Saturday, July 18, 2009

The Bumblefudge Legacy: Generation 1: Part 2

We're back! And it's morning!

The lovebirds are still at it. I think Fabio just got a mouthful of wurwolf's lunch.

"By the way, my name isn't really Fabio, it's--

It doesn't matter.

"But--"

You choose the Fabio hair, you get the Fabio name.


Angie clomps up into wurwolf's room just to call her a fattie. That is so rude. And not even true. I do like the little sheepie nightie wurwolf's been wearing, though.

So wurwolf's been a grownup for a few days now, but I still haven't gotten her into a career track yet. I just couldn't think of one that fit her. I got one for her now, though!

wuwolf will be a writer.

Right now wurwolf is practicing her writing (I bet she's on an RP forum right now) so that she doesn't embarass herself with her first book attempt. Everybody's familiar with the silly girl who writes a thousand page novel about the prettiest perfectest girl ever (who just happens to have the same name as the author) who meets the handsomest man ever and they sit and talk for the whole book or something lame like that.

This will not happen to wurwolf.

Once she gets a skill point or two, I get wurwolf started on an actual book. I get to choose the genre and I choose "Trashy." I think RL wurwolf would appreciate that her Sim counterpart will write trashy novels exclusively-- at least until she unlocks the ability to write romance novels.

"Honey, is it just my imagination, or have you caught your sister's case of The Fatness?"

"IT'S NOT THE FATNESS, MOM I'M JUST REALLY RETAINING WATER LATELY! GOD!"

"Oh, my! I felt a rumble! Do you have gas?"

"OH MY GOD MOM WILL YOU STOP TALKING!!!!"


Hey! Look who it is! It's the return of Jebidiah!

Ghosts are a little different in this game than they were in Sims 2, the best difference being that you can interact with them directly. You can even build relationships with them and have kids with them if you play your cards right.

Sally is just happy to see her husband again.

"Hey, Ghost Dad, I know it's your first night out and all, but could you stop with the chair floating stuff until I'm done eating? Thanks."

"Like you can't afford to miss a couple of meals.
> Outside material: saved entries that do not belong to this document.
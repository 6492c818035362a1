// src/candidate.rs
//! Candidate Batch: newly published documents evaluated in one run.
//!
//! Entries are parsed leniently (`RawCandidate`, every field optional) and then validated.
//! Invalid entries become [`MalformedEntry`] diagnostics instead of disappearing, so
//! `scanned_count` always equals the number of entries in the input.

use crate::error::{RadarError, Result};
use crate::text::normalize_text;
use chrono::{DateTime, NaiveDate, Utc};
use serde::{Deserialize, Serialize};
use std::collections::BTreeMap;
use std::fs;
use std::path::Path;
use tracing::{info, warn};

/// A validated candidate document.
#[derive(Debug, Clone, PartialEq, Serialize, Deserialize)]
pub struct Candidate {
    pub id: String,
    pub title: String,
    pub authors: Vec<String>,
    pub r#abstract: String,
    /// Ordered as delivered by the source; the first one is the primary category.
    pub categories: Vec<String>,
    pub published_at: DateTime<Utc>,
    pub link: String,
}

impl Candidate {
    pub fn primary_category(&self) -> Option<&str> {
        self.categories.first().map(String::as_str)
    }

    /// Title, abstract and categories as one searchable text.
    pub fn search_text(&self) -> String {
        format!(
            "{} {} {}",
            self.title,
            self.r#abstract,
            self.categories.join(" ")
        )
    }

    /// Validate a raw entry. `position` names entries that have no id.
    pub fn try_from_raw(raw: RawCandidate, position: usize) -> Result<Self> {
        let id = raw
            .id
            .as_deref()
            .map(str::trim)
            .filter(|s| !s.is_empty())
            .map(str::to_string);
        let label = id.clone().unwrap_or_else(|| format!("#{position}"));
        let Some(id) = id else {
            return Err(RadarError::malformed(label, "id"));
        };

        let title = raw.title.as_deref().map(normalize_text).unwrap_or_default();
        if title.is_empty() {
            return Err(RadarError::malformed(label, "title"));
        }
        let r#abstract = raw
            .r#abstract
            .as_deref()
            .map(normalize_text)
            .unwrap_or_default();
        if r#abstract.is_empty() {
            return Err(RadarError::malformed(label, "abstract"));
        }
        let Some(published_at) = raw.published_at.as_deref().and_then(parse_timestamp) else {
            return Err(RadarError::malformed(label, "published_at"));
        };

        let mut categories: Vec<String> = Vec::new();
        for c in raw.categories.unwrap_or_default() {
            let c = c.trim().to_string();
            if !c.is_empty() && !categories.contains(&c) {
                categories.push(c);
            }
        }

        let link = raw
            .link
            .filter(|l| !l.trim().is_empty())
            .unwrap_or_else(|| format!("https://arxiv.org/abs/{id}"));

        Ok(Self {
            authors: raw
                .authors
                .unwrap_or_default()
                .into_iter()
                .map(|a| normalize_text(&a))
                .filter(|a| !a.is_empty())
                .collect(),
            id,
            title,
            r#abstract,
            categories,
            published_at,
            link,
        })
    }
}

/// RFC 3339 timestamps, or bare `YYYY-MM-DD` dates (midnight UTC).
pub fn parse_timestamp(s: &str) -> Option<DateTime<Utc>> {
    let s = s.trim();
    if let Ok(dt) = DateTime::parse_from_rfc3339(s) {
        return Some(dt.with_timezone(&Utc));
    }
    NaiveDate::parse_from_str(s, "%Y-%m-%d")
        .ok()
        .and_then(|d| d.and_hms_opt(0, 0, 0))
        .map(|n| n.and_utc())
}

/// Unvalidated input entry.
#[derive(Debug, Clone, Default, Deserialize)]
pub struct RawCandidate {
    #[serde(default)]
    pub id: Option<String>,
    #[serde(default)]
    pub title: Option<String>,
    #[serde(default)]
    pub authors: Option<Vec<String>>,
    #[serde(default, alias = "summary")]
    pub r#abstract: Option<String>,
    #[serde(default)]
    pub categories: Option<Vec<String>>,
    #[serde(default, alias = "published")]
    pub published_at: Option<String>,
    #[serde(default, alias = "url")]
    pub link: Option<String>,
}

/// An entry that failed validation; kept for diagnostics and near-miss reporting.
#[derive(Debug, Clone, PartialEq, Serialize)]
pub struct MalformedEntry {
    /// Candidate id, or `#<position>` when the entry has none.
    pub id: String,
    pub title: Option<String>,
    pub missing: String,
    pub position: usize,
}

/// One run's input: every entry either validated or recorded as malformed.
#[derive(Debug, Clone, Default, PartialEq, Serialize)]
pub struct CandidateBatch {
    pub candidates: Vec<Candidate>,
    pub malformed: Vec<MalformedEntry>,
}

#[derive(Deserialize)]
#[serde(untagged)]
enum BatchFile {
    Bare(Vec<serde_json::Value>),
    Snapshot { items: Vec<serde_json::Value> },
}

impl CandidateBatch {
    /// Validate raw entries in order. Nothing is dropped: invalid entries are recorded.
    pub fn from_raw(raw: Vec<RawCandidate>) -> Self {
        let mut batch = Self::default();
        for (position, r) in raw.into_iter().enumerate() {
            let title = r.title.clone();
            match Candidate::try_from_raw(r, position) {
                Ok(c) => batch.candidates.push(c),
                Err(RadarError::MalformedCandidate { id, missing }) => {
                    warn!(target: "scoring", %id, %missing, "malformed candidate excluded");
                    batch.malformed.push(MalformedEntry {
                        id,
                        title,
                        missing,
                        position,
                    });
                }
                Err(other) => {
                    // try_from_raw only reports malformed entries
                    batch.malformed.push(MalformedEntry {
                        id: format!("#{position}"),
                        title,
                        missing: other.to_string(),
                        position,
                    });
                }
            }
        }
        batch
    }

    pub fn from_candidates(candidates: Vec<Candidate>) -> Self {
        Self {
            candidates,
            malformed: Vec::new(),
        }
    }

    /// Parse a JSON array (or `{ "items": [...] }` fetch snapshot).
    /// Entries that are not even JSON objects of the right shape count as malformed.
    pub fn from_json_str(s: &str) -> Result<Self> {
        let file: BatchFile =
            serde_json::from_str(s).map_err(|e| RadarError::json("candidate batch", e))?;
        let values = match file {
            BatchFile::Bare(v) => v,
            BatchFile::Snapshot { items } => items,
        };
        let raw = values
            .into_iter()
            .map(|v| serde_json::from_value::<RawCandidate>(v).unwrap_or_default())
            .collect();
        Ok(Self::from_raw(raw))
    }

    pub fn load(path: &Path) -> Result<Self> {
        let content = fs::read_to_string(path).map_err(|e| RadarError::io(path, e))?;
        let batch = Self::from_json_str(&content)?;
        info!(
            target: "scoring",
            path = %path.display(),
            valid = batch.candidates.len(),
            malformed = batch.malformed.len(),
            "candidate batch loaded"
        );
        Ok(batch)
    }

    /// Number of input entries, valid or not.
    pub fn scanned_count(&self) -> usize {
        self.candidates.len() + self.malformed.len()
    }

    pub fn is_empty(&self) -> bool {
        self.scanned_count() == 0
    }
}

/// Markdown overview of a batch: counts per category and the covered time span.
pub fn batch_snapshot_markdown(batch: &CandidateBatch) -> String {
    let mut per_cat: BTreeMap<&str, usize> = BTreeMap::new();
    for c in &batch.candidates {
        for cat in &c.categories {
            *per_cat.entry(cat.as_str()).or_insert(0) += 1;
        }
    }
    let newest = batch.candidates.iter().map(|c| c.published_at).max();
    let oldest = batch.candidates.iter().map(|c| c.published_at).min();

    let mut lines = vec![
        "# Candidate Batch Snapshot".to_string(),
        String::new(),
        format!("- Entries scanned: {}", batch.scanned_count()),
        format!("- Valid: {}", batch.candidates.len()),
        format!("- Malformed: {}", batch.malformed.len()),
    ];
    if let (Some(o), Some(n)) = (oldest, newest) {
        lines.push(format!("- Window: {} .. {}", o.to_rfc3339(), n.to_rfc3339()));
    }
    lines.push(String::new());
    lines.push("## Categories".into());
    for (cat, n) in per_cat {
        lines.push(format!("- {cat}: {n}"));
    }
    lines.join("\n")
}

#[cfg(test)]
mod tests {
    use super::*;

    #[test]
    fn timestamps() {
        assert!(parse_timestamp("2025-03-01T12:00:00Z").is_some());
        assert!(parse_timestamp("2025-03-01").is_some());
        assert!(parse_timestamp("yesterday").is_none());
    }

    #[test]
    fn malformed_entries_are_recorded_not_dropped() {
        let json = r#"[
            {"id": "2501.1", "title": "Ok", "summary": "Fine abstract.",
             "published": "2025-01-02T00:00:00Z", "categories": ["astro-ph.GA", "astro-ph.GA"]},
            {"id": "2501.2", "title": "No abstract", "published_at": "2025-01-02"},
            {"title": "No id", "abstract": "x", "published_at": "2025-01-02"},
            42
        ]"#;
        let b = CandidateBatch::from_json_str(json).unwrap();
        assert_eq!(b.scanned_count(), 4);
        assert_eq!(b.candidates.len(), 1);
        assert_eq!(b.candidates[0].categories, vec!["astro-ph.GA"]);
        assert_eq!(b.candidates[0].link, "https://arxiv.org/abs/2501.1");

        let missing: Vec<_> = b.malformed.iter().map(|m| m.missing.as_str()).collect();
        assert_eq!(missing, vec!["abstract", "id", "id"]);
        assert_eq!(b.malformed[1].id, "#2");
        assert_eq!(b.malformed[0].title.as_deref(), Some("No abstract"));
    }

    #[test]
    fn snapshot_markdown_counts_categories() {
        let json = r#"{"items": [
            {"id": "a", "title": "T", "abstract": "A", "published_at": "2025-01-02",
             "categories": ["astro-ph.CO", "gr-qc"]}
        ]}"#;
        let md = batch_snapshot_markdown(&CandidateBatch::from_json_str(json).unwrap());
        assert!(md.contains("- astro-ph.CO: 1"));
        assert!(md.contains("- gr-qc: 1"));
    }
}
use chrono::{Duration, TimeZone, Utc};
use paper_radar::candidate::Candidate;
use paper_radar::config::SelectionConfig;
use paper_radar::scoring::{ScoreBreakdown, ScoredBatch, ScoredCandidate};
use paper_radar::select::ExclusionReason;
use paper_radar::{CandidateBatch, InterestProfile, Scorer, Selector};
use std::collections::HashSet;

fn scored(id: &str, score: u8, topic: &str, published_day: i64) -> ScoredCandidate {
    ScoredCandidate {
        candidate: Candidate {
            id: id.into(),
            title: format!("Title {id}"),
            authors: vec![],
            r#abstract: "Abstract.".into(),
            categories: vec!["astro-ph.GA".into()],
            published_at: Utc.with_ymd_and_hms(2025, 3, 1, 0, 0, 0).unwrap()
                + Duration::days(published_day),
            link: String::new(),
        },
        fit_score: score,
        rationale: vec![],
        primary_topic: topic.into(),
        breakdown: ScoreBreakdown {
            dimensions: vec![],
            weighted: score as f64,
            positive_hits: vec![],
            positive_boost: 0,
            negative_hits: vec![],
            must_watch_hits: vec![],
            raw: score as f64,
        },
    }
}

fn batch_of(items: Vec<ScoredCandidate>) -> ScoredBatch {
    ScoredBatch {
        scored: items,
        malformed: vec![],
    }
}

/// 120 candidates spread over the template topics and many categories.
fn daily_batch() -> CandidateBatch {
    let themes = [
        "dark matter cosmology",
        "exoplanet transit",
        "stellar binary",
        "galaxy evolution",
        "supernova transient",
        "solar wind",
        "interstellar dust",
        "radio instrumentation",
    ];
    let cats = [
        "astro-ph.CO",
        "astro-ph.EP",
        "astro-ph.SR",
        "astro-ph.GA",
        "astro-ph.HE",
        "physics.space-ph",
        "astro-ph.IM",
        "gr-qc",
    ];
    let base = Utc.with_ymd_and_hms(2025, 3, 3, 0, 0, 0).unwrap();
    let candidates = (0..120)
        .map(|i| Candidate {
            id: format!("2503.{i:05}"),
            title: format!("On {} number {i}", themes[i % themes.len()]),
            authors: vec!["X".into()],
            r#abstract: format!("We study {} with a survey sample.", themes[(i / 3) % themes.len()]),
            categories: vec![cats[i % cats.len()].into()],
            published_at: base - Duration::minutes(i as i64 * 17),
            link: format!("https://arxiv.org/abs/2503.{i:05}"),
        })
        .collect();
    CandidateBatch::from_candidates(candidates)
}

#[test]
fn daily_scenario_k5_m3() {
    let profile = InterestProfile::default_template();
    let scored = Scorer::default().score_batch(&profile, &daily_batch());
    let r = Selector::default().select(scored).unwrap();

    assert_eq!(r.scanned_count, 120);
    assert_eq!(r.top_k.len(), 5);
    assert_eq!(r.near_misses.len(), 3);
    assert_eq!(r.shortfall(), 0);
    assert!(r.top_k.windows(2).all(|w| w[0].fit_score >= w[1].fit_score));

    let topics: HashSet<&str> = r.top_k.iter().map(|c| c.primary_topic.as_str()).collect();
    assert_eq!(topics.len(), 5, "one representative per topic");

    let mean = r.top_k.iter().map(|c| c.fit_score as f64).sum::<f64>() / 5.0;
    assert_eq!(r.average_top_k_score, (mean * 10.0).round() / 10.0);
}

#[test]
fn selection_is_deterministic() {
    let profile = InterestProfile::default_template();
    let scorer = Scorer::default();
    let a = Selector::default()
        .select(scorer.score_batch(&profile, &daily_batch()))
        .unwrap();
    let b = Selector::default()
        .select(scorer.score_batch(&profile, &daily_batch()))
        .unwrap();
    assert_eq!(a, b);

    // input order does not matter
    let mut reversed = daily_batch();
    reversed.candidates.reverse();
    let c = Selector::default()
        .select(scorer.score_batch(&profile, &reversed))
        .unwrap();
    let ids = |r: &paper_radar::SelectionResult| {
        r.top_k.iter().map(|s| s.candidate.id.clone()).collect::<Vec<_>>()
    };
    assert_eq!(ids(&a), ids(&c));
}

#[test]
fn equal_scores_prefer_more_recent() {
    let r = Selector::new(SelectionConfig {
        max_per_topic: 2,
        ..Default::default()
    })
    .select(batch_of(vec![
        scored("older", 88, "t", 0),
        scored("newer", 88, "t", 1),
    ]))
    .unwrap();
    assert_eq!(r.top_k[0].candidate.id, "newer");
    assert_eq!(r.top_k[1].candidate.id, "older");
}

#[test]
fn equal_score_and_date_fall_back_to_id() {
    let r = Selector::new(SelectionConfig {
        max_per_topic: 5,
        ..Default::default()
    })
    .select(batch_of(vec![scored("b", 50, "t", 0), scored("a", 50, "t", 0)]))
    .unwrap();
    assert_eq!(r.top_k[0].candidate.id, "a");
}

#[test]
fn diversity_caps_each_topic() {
    let items: Vec<_> = (0..10)
        .map(|i| scored(&format!("c{i}"), 90 - i as u8, ["x", "y"][i % 2], 0))
        .collect();
    let r = Selector::default().select(batch_of(items)).unwrap();
    assert_eq!(r.top_k.len(), 2);
    assert_eq!(r.shortfall(), 3);
    assert_eq!(r.near_misses.len(), 3);
    assert!(r
        .near_misses
        .iter()
        .all(|n| matches!(n.reason, ExclusionReason::DuplicateTopic { .. })));
}

#[test]
fn near_misses_shrink_with_remaining_pool() {
    let r = Selector::default()
        .select(batch_of(vec![
            scored("a", 80, "t1", 0),
            scored("b", 70, "t2", 0),
            scored("c", 60, "t2", 0),
        ]))
        .unwrap();
    assert_eq!(r.top_k.len(), 2);
    assert_eq!(r.near_misses.len(), 1);
    assert_eq!(r.near_misses[0].id, "c");
}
Is all that money I made in life even enough to feed you?"

"I... I'm going to go get a massage."



A couple of hours later, wurwolf comes out of the beauty spa and suddenly feels that something isn't right.
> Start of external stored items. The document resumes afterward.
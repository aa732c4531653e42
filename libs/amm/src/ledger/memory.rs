//! In-process ledger for tests and local simulation

use super::{Ledger, LedgerError};
use crate::types::{AccountId, Identity, MintId};
use async_trait::async_trait;
use parking_lot::RwLock;
use std::collections::HashMap;
use tracing::debug;

#[derive(Debug, Clone)]
struct LedgerAccount {
    owner: Identity,
    mint: MintId,
    balance: u64,
}

/// Ledger holding every account in memory
///
/// Transfers are applied under a single write lock, so each one is atomic.
#[derive(Debug, Default)]
pub struct InMemoryLedger {
    accounts: RwLock<HashMap<AccountId, LedgerAccount>>,
}

impl InMemoryLedger {
    pub fn new() -> Self {
        Self::default()
    }

    /// Create (or replace) an account with an opening balance
    pub fn open_account(&self, account: AccountId, owner: Identity, mint: MintId, balance: u64) {
        self.accounts.write().insert(
            account,
            LedgerAccount {
                owner,
                mint,
                balance,
            },
        );
    }

    /// Current balance, `None` for unknown accounts
    pub fn balance(&self, account: &AccountId) -> Option<u64> {
        self.accounts.read().get(account).map(|a| a.balance)
    }

    fn with_account<T>(
        &self,
        account: &AccountId,
        f: impl FnOnce(&LedgerAccount) -> T,
    ) -> Result<T, LedgerError> {
        self.accounts
            .read()
            .get(account)
            .map(f)
            .ok_or(LedgerError::AccountNotFound(*account))
    }
}

#[async_trait]
impl Ledger for InMemoryLedger {
    async fn read_balance(&self, account: &AccountId) -> Result<u64, LedgerError> {
        self.with_account(account, |a| a.balance)
    }

    async fn mint_of(&self, account: &AccountId) -> Result<MintId, LedgerError> {
        self.with_account(account, |a| a.mint)
    }

    async fn owner_of(&self, account: &AccountId) -> Result<Identity, LedgerError> {
        self.with_account(account, |a| a.owner)
    }

    async fn transfer(
        &self,
        from: &AccountId,
        to: &AccountId,
        amount_minor: u64,
        authority: &Identity,
    ) -> Result<(), LedgerError> {
        let mut accounts = self.accounts.write();

        let source = accounts
            .get(from)
            .ok_or(LedgerError::AccountNotFound(*from))?;
        let destination = accounts.get(to).ok_or(LedgerError::AccountNotFound(*to))?;

        if source.owner != *authority {
            return Err(LedgerError::Unauthorized {
                account: *from,
                identity: *authority,
            });
        }
        if source.mint != destination.mint {
            return Err(LedgerError::MintMismatch {
                from: *from,
                to: *to,
            });
        }
        if source.balance < amount_minor {
            return Err(LedgerError::InsufficientBalance {
                account: *from,
                available: source.balance,
                requested: amount_minor,
            });
        }
        if from == to {
            return Ok(());
        }

        let credited = destination
            .balance
            .checked_add(amount_minor)
            .ok_or(LedgerError::BalanceOverflow(*to))?;

        // Both checks passed; apply debit and credit under the same lock
        if let Some(source) = accounts.get_mut(from) {
            source.balance -= amount_minor;
        }
        if let Some(destination) = accounts.get_mut(to) {
            destination.balance = credited;
        }

        debug!(%from, %to, amount_minor, "ledger transfer applied");
        Ok(())
    }
}
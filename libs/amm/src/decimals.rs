//! Minor/major unit conversion
//!
//! Ledger balances are integers in minor units (`10^decimals` minor units per
//! major unit). The invariant is computed on major units. `to_major` truncates
//! toward zero so any fractional remainder stays with the pool.

use crate::error::AmmError;

/// Largest exponent whose scale fits in a u64 (`10^19 < 2^64 < 10^20`)
pub const MAX_DECIMALS: u8 = 19;

/// `10^decimals`, failing with `Overflow` past [`MAX_DECIMALS`]
pub fn scale(decimals: u8) -> Result<u64, AmmError> {
    10u64
        .checked_pow(u32::from(decimals))
        .ok_or(AmmError::Overflow)
}

/// Minor units → major units, truncating
pub fn to_major(amount_minor: u64, decimals: u8) -> Result<u64, AmmError> {
    Ok(amount_minor / scale(decimals)?)
}

/// Major units → minor units
pub fn to_minor(amount_major: u64, decimals: u8) -> Result<u64, AmmError> {
    amount_major
        .checked_mul(scale(decimals)?)
        .ok_or(AmmError::Overflow)
}
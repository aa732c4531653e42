//! # KPool Configuration
//!
//! Loads engine settings from TOML with environment-specific overrides and
//! installs the tracing subscriber used by KPool binaries and tests.
//!
//! ## Usage
//!
//! ```rust,no_run
//! use kpool_config::{init_tracing, load_config};
//!
//! let config = load_config(Some("production"))?;
//! init_tracing(&config.logging)?;
//! let options = config.engine_options();
//! # Ok::<(), anyhow::Error>(())
//! ```

pub mod engine_config;
pub mod logging;

pub use engine_config::{load_config, EngineConfig, EngineSettings, LoggingConfig};
pub use logging::init_tracing;
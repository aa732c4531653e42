//! Ledger collaborator contract
//!
//! The ledger owns balances and executes transfers; the pool only decides how
//! much to move. Every mutating call names the identity that authorizes it.

mod memory;

pub use memory::InMemoryLedger;

use crate::types::{AccountId, Identity, MintId};
use async_trait::async_trait;
use thiserror::Error;

/// Failures surfaced by a ledger implementation
#[derive(Debug, Error, Clone, PartialEq, Eq)]
pub enum LedgerError {
    #[error("Account {0} not found")]
    AccountNotFound(AccountId),

    #[error("Insufficient balance in {account}: available {available}, requested {requested}")]
    InsufficientBalance {
        account: AccountId,
        available: u64,
        requested: u64,
    },

    #[error("{identity} is not authorized to debit {account}")]
    Unauthorized {
        account: AccountId,
        identity: Identity,
    },

    #[error("Transfer between accounts of different mints: {from} -> {to}")]
    MintMismatch { from: AccountId, to: AccountId },

    #[error("Balance overflow crediting {0}")]
    BalanceOverflow(AccountId),

    #[error("Ledger unavailable: {0}")]
    Unavailable(String),
}

/// Balance reads and transfers between named accounts
///
/// Implementations may be remote; a returned `Ok` means the mutation is
/// durable.
#[async_trait]
pub trait Ledger: Send + Sync {
    /// Balance in minor units
    async fn read_balance(&self, account: &AccountId) -> Result<u64, LedgerError>;

    /// Mint held by the account
    async fn mint_of(&self, account: &AccountId) -> Result<MintId, LedgerError>;

    /// Identity allowed to debit the account
    async fn owner_of(&self, account: &AccountId) -> Result<Identity, LedgerError>;

    /// Move `amount_minor` from `from` to `to`, authorized by `authority`
    async fn transfer(
        &self,
        from: &AccountId,
        to: &AccountId,
        amount_minor: u64,
        authority: &Identity,
    ) -> Result<(), LedgerError>;
}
Bill Murray looks on with mild interest at the fat lady grabbing her belly and yelling.

"I am soooooooooooooooooo hungry!!!!"

wurwolf, you are not improving your own image any here.
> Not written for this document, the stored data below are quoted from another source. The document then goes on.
//! Shared fixtures: a 50.00 A / 50.000 B pool with one trader and one authority

#![allow(dead_code)]

use async_trait::async_trait;
use kpool_amm::{
    to_major, AccountId, Caller, Identity, InMemoryLedger, InitializeParams, Ledger, LedgerError,
    MintId, Pool,
};
use parking_lot::Mutex;
use std::collections::HashSet;
use std::sync::atomic::{AtomicBool, AtomicUsize, Ordering};
use tokio::sync::Semaphore;

pub const VAULT: Identity = Identity::new([0xaa; 32]);
pub const AUTHORITY: Identity = Identity::new([0xbb; 32]);
pub const TRADER: Identity = Identity::new([0xcc; 32]);

pub const MINT_A: MintId = MintId::new([0x01; 32]);
pub const MINT_B: MintId = MintId::new([0x02; 32]);

pub const RESERVE_A: AccountId = AccountId::new([0x10; 32]);
pub const RESERVE_B: AccountId = AccountId::new([0x11; 32]);
pub const AUTHORITY_A: AccountId = AccountId::new([0x20; 32]);
pub const AUTHORITY_B: AccountId = AccountId::new([0x21; 32]);
pub const TRADER_A: AccountId = AccountId::new([0x30; 32]);
pub const TRADER_B: AccountId = AccountId::new([0x31; 32]);

pub const DECIMAL_A: u8 = 2;
pub const DECIMAL_B: u8 = 3;

/// Opening balances: reserves 50/50 major, authority and trader 1000 major each
pub fn open_scenario_accounts(ledger: &InMemoryLedger) {
    ledger.open_account(RESERVE_A, VAULT, MINT_A, 50 * 100);
    ledger.open_account(RESERVE_B, VAULT, MINT_B, 50 * 1_000);
    ledger.open_account(AUTHORITY_A, AUTHORITY, MINT_A, 1_000 * 100);
    ledger.open_account(AUTHORITY_B, AUTHORITY, MINT_B, 1_000 * 1_000);
    ledger.open_account(TRADER_A, TRADER, MINT_A, 1_000 * 100);
    ledger.open_account(TRADER_B, TRADER, MINT_B, 1_000 * 1_000);
}

pub fn init_params() -> InitializeParams {
    InitializeParams {
        mint_a: MINT_A,
        mint_b: MINT_B,
        reserve_account_a: RESERVE_A,
        reserve_account_b: RESERVE_B,
        decimal_a: DECIMAL_A,
        decimal_b: DECIMAL_B,
        authority_key: AUTHORITY,
    }
}

pub fn trader() -> Caller {
    Caller::new(TRADER, TRADER_A, TRADER_B)
}

pub fn authority() -> Caller {
    Caller::new(AUTHORITY, AUTHORITY_A, AUTHORITY_B)
}

/// Balances of every scenario account, in a fixed order
pub fn balances(ledger: &InMemoryLedger) -> Vec<Option<u64>> {
    [RESERVE_A, RESERVE_B, AUTHORITY_A, AUTHORITY_B, TRADER_A, TRADER_B]
        .iter()
        .map(|account| ledger.balance(account))
        .collect()
}

/// Live major-unit reserves of a pool
pub fn reserve_majors(ledger: &InMemoryLedger, pool: &Pool) -> (u64, u64) {
    let a = ledger.balance(&pool.reserve_account_a).unwrap_or(0);
    let b = ledger.balance(&pool.reserve_account_b).unwrap_or(0);
    (
        to_major(a, pool.decimal_a).unwrap(),
        to_major(b, pool.decimal_b).unwrap(),
    )
}

/// In-memory ledger with injectable failures
#[derive(Default)]
pub struct FlakyLedger {
    pub inner: InMemoryLedger,
    failing_sources: Mutex<HashSet<AccountId>>,
    fail_reads_after_transfer: AtomicBool,
    transfers_seen: AtomicUsize,
}

impl FlakyLedger {
    /// Every transfer debiting `account` fails with `Unavailable`
    pub fn fail_transfers_from(&self, account: AccountId) {
        self.failing_sources.lock().insert(account);
    }

    /// Balance reads fail once a transfer has gone through
    pub fn fail_reads_after_transfer(&self) {
        self.transfers_seen.store(0, Ordering::SeqCst);
        self.fail_reads_after_transfer.store(true, Ordering::SeqCst);
    }
}

#[async_trait]
impl Ledger for FlakyLedger {
    async fn read_balance(&self, account: &AccountId) -> Result<u64, LedgerError> {
        if self.fail_reads_after_transfer.load(Ordering::SeqCst)
            && self.transfers_seen.load(Ordering::SeqCst) > 0
        {
            return Err(LedgerError::Unavailable("injected read failure".into()));
        }
        self.inner.read_balance(account).await
    }

    async fn mint_of(&self, account: &AccountId) -> Result<MintId, LedgerError> {
        self.inner.mint_of(account).await
    }

    async fn owner_of(&self, account: &AccountId) -> Result<Identity, LedgerError> {
        self.inner.owner_of(account).await
    }

    async fn transfer(
        &self,
        from: &AccountId,
        to: &AccountId,
        amount_minor: u64,
        authority: &Identity,
    ) -> Result<(), LedgerError> {
        if self.failing_sources.lock().contains(from) {
            return Err(LedgerError::Unavailable("injected transfer failure".into()));
        }
        self.inner.transfer(from, to, amount_minor, authority).await?;
        self.transfers_seen.fetch_add(1, Ordering::SeqCst);
        Ok(())
    }
}

/// In-memory ledger whose transfers out of one account wait for `release`
pub struct StallingLedger {
    pub inner: InMemoryLedger,
    stalled: AccountId,
    gate: Semaphore,
    fail_on_release: AtomicBool,
}

impl StallingLedger {
    pub fn new(stalled: AccountId) -> Self {
        Self {
            inner: InMemoryLedger::new(),
            stalled,
            gate: Semaphore::new(0),
            fail_on_release: AtomicBool::new(false),
        }
    }

    /// Let waiting transfers continue; with `fail` they report `Unavailable`
    pub fn release(&self, fail: bool) {
        self.fail_on_release.store(fail, Ordering::SeqCst);
        self.gate.add_permits(1);
    }
}

#[async_trait]
impl Ledger for StallingLedger {
    async fn read_balance(&self, account: &AccountId) -> Result<u64, LedgerError> {
        self.inner.read_balance(account).await
    }

    async fn mint_of(&self, account: &AccountId) -> Result<MintId, LedgerError> {
        self.inner.mint_of(account).await
    }

    async fn owner_of(&self, account: &AccountId) -> Result<Identity, LedgerError> {
        self.inner.owner_of(account).await
    }

    async fn transfer(
        &self,
        from: &AccountId,
        to: &AccountId,
        amount_minor: u64,
        authority: &Identity,
    ) -> Result<(), LedgerError> {
        if *from == self.stalled {
            let _permit = self
                .gate
                .acquire()
                .await
                .map_err(|err| LedgerError::Unavailable(err.to_string()))?;
            if self.fail_on_release.load(Ordering::SeqCst) {
                return Err(LedgerError::Unavailable("injected late failure".into()));
            }
        }
        self.inner.transfer(from, to, amount_minor, authority).await
    }
}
That night wurwolf gets up and starts yelling again. Yeah, wurwolf. The fridge is where you left it... an hour ago...

"No!!! It's not that!!! It's... I think I better go to the hospital!!!"

Suit yourself.

2:00 a.m. rolls around and wurwolf returns home with a little black baby. Wow! Who could have known??

"I bet you did. Jerk."

Oh, it's not that bad.

"My life will never be the same."

Like it was that great to begin with.

wurwolf names her new son after our friend Band of Gypsies. RL BOG is a hardcore Classic Rock Motherfucker and also has a strong artistic streak, so picking his first two traits is a sinch.

Time for Baby BOG to go to sleep, and we'll stop here as well. Good night! See you next time!

Take care.

2 comments:

Tork said...

HAW! wurwolf got pregnant after her first time!

wurwolf said...

Yeah well, I've had sex with WOMEN, Torrk!

Once she gets a skill point or two, I get wurwolf started on an actual book. I get to choose the genre and I choose "Trashy." I think RL wurwolf would appreciate that her Sim counterpart will write trashy novels exclusively-- at least until she unlocks the ability to write romance novels.

This is so true. You could not have picked a better profession for me. Thanks!